* _WHAT THIS TASK INVOLVES_:
Going from the line that contains "let header = match" down to the last line in the listing below, reproduce every line exactly and include no others.
────
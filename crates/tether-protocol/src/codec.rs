//! Tokio codec for multiplexer frames

use bytes::BytesMut;
use tokio_util::codec::{Decoder, Encoder};

use crate::channel::ChannelId;
use crate::error::ProtocolError;
use crate::frame::{FrameHeader, MAX_PAYLOAD_SIZE};
use crate::message::Message;

/// A decoded frame: recipient channel plus message
#[derive(Debug, Clone, PartialEq, Eq)]
pub struct Frame {
    pub channel: ChannelId,
    pub message: Message,
}

impl Frame {
    pub fn new(channel: ChannelId, message: Message) -> Self {
        Self { channel, message }
    }

    /// A connection-level frame
    pub fn control(message: Message) -> Self {
        Self::new(ChannelId::CONTROL, message)
    }
}

/// Codec for encoding/decoding multiplexer frames
#[derive(Debug, Default)]
pub struct FrameCodec {
    /// Header already consumed while waiting for its payload
    pending_header: Option<FrameHeader>,
}

impl FrameCodec {
    pub fn new() -> Self {
        Self::default()
    }
}

impl Decoder for FrameCodec {
    type Item = Frame;
    type Error = ProtocolError;

    fn decode(&mut self, src: &mut BytesMut) -> Result<Option<Self::Item>, Self::Error> {
        let header = match self.pending_header.take() {
            Some(h) => h,
            None => match FrameHeader::decode(src)? {
                Some(h) => h,
                None => return Ok(None),
            },
        };

        let payload_len = header.payload_length as usize;
        if src.len() < payload_len {
            src.reserve(payload_len - src.len());
            self.pending_header = Some(header);
            return Ok(None);
        }

        let payload = src.split_to(payload_len);
        let message: Message = bincode::deserialize(&payload)?;

        if message.message_type() != header.message_type {
            return Err(ProtocolError::InvalidHeader);
        }

        Ok(Some(Frame::new(header.channel, message)))
    }
}

impl Encoder<Frame> for FrameCodec {
    type Error = ProtocolError;

    fn encode(&mut self, frame: Frame, dst: &mut BytesMut) -> Result<(), Self::Error> {
        let payload = bincode::serialize(&frame.message)?;
        if payload.len() > MAX_PAYLOAD_SIZE {
            return Err(ProtocolError::PayloadTooLarge {
                size: payload.len(),
                max: MAX_PAYLOAD_SIZE,
            });
        }

        FrameHeader::new(
            frame.channel,
            frame.message.message_type(),
            payload.len() as u32,
        )
        .encode(dst);
        dst.extend_from_slice(&payload);

        Ok(())
    }
}
//! tether: container-side agent for attach sessions
//!
//! The agent runs the sessions of one container, dials the port layer's
//! attach server over TCP or a serial line, and serves attach channels to
//! those sessions over the control connection.

pub mod backchannel;
pub mod dispatcher;
pub mod interaction;
pub mod launch;
pub mod plugin;
pub mod process;
pub mod reaper;
pub mod session;
pub mod signals;
pub mod state;

pub use backchannel::Backchannel;
pub use dispatcher::Dispatcher;
pub use interaction::Interaction;
pub use process::Process;
pub use session::Session;
pub use state::Tether;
────
* _RESULT OF THE EXERCISE_:
        let header = match self.pending_header.take() {
            Some(h) => h,
            None => match FrameHeader::decode(src)? {
                Some(h) => h,
                None => return Ok(None),
            },
        };

        let payload_len = header.payload_length as usize;
        if src.len() < payload_len {
            src.reserve(payload_len - src.len());
            self.pending_header = Some(header);
            return Ok(None);
        }

        let payload = src.split_to(payload_len);
        let message: Message = bincode::deserialize(&payload)?;

        if message.message_type() != header.message_type {
            return Err(ProtocolError::InvalidHeader);
        }

        Ok(Some(Frame::new(header.channel, message)))
    }
}

impl Encoder<Frame> for FrameCodec {
    type Error = ProtocolError;

    fn encode(&mut self, frame: Frame, dst: &mut BytesMut) -> Result<(), Self::Error> {
        let payload = bincode::serialize(&frame.message)?;
        if payload.len() > MAX_PAYLOAD_SIZE {
            return Err(ProtocolError::PayloadTooLarge {
                size: payload.len(),
                max: MAX_PAYLOAD_SIZE,
            });
        }

        FrameHeader::new(
            frame.channel,
            frame.message.message_type(),
            payload.len() as u32,
        )
        .encode(dst);
        dst.extend_from_slice(&payload);

        Ok(())
    }
}
//! tether: container-side agent for attach sessions
//!
//! The agent runs the sessions of one container, dials the port layer's
//! attach server over TCP or a serial line, and serves attach channels to
//! those sessions over the control connection.

pub mod backchannel;
pub mod dispatcher;
pub mod interaction;
pub mod launch;
pub mod plugin;
pub mod process;
pub mod reaper;
pub mod session;
pub mod signals;
pub mod state;

pub use backchannel::Backchannel;
pub use dispatcher::Dispatcher;
pub use interaction::Interaction;
pub use process::Process;
pub use session::Session;
pub use state::Tether;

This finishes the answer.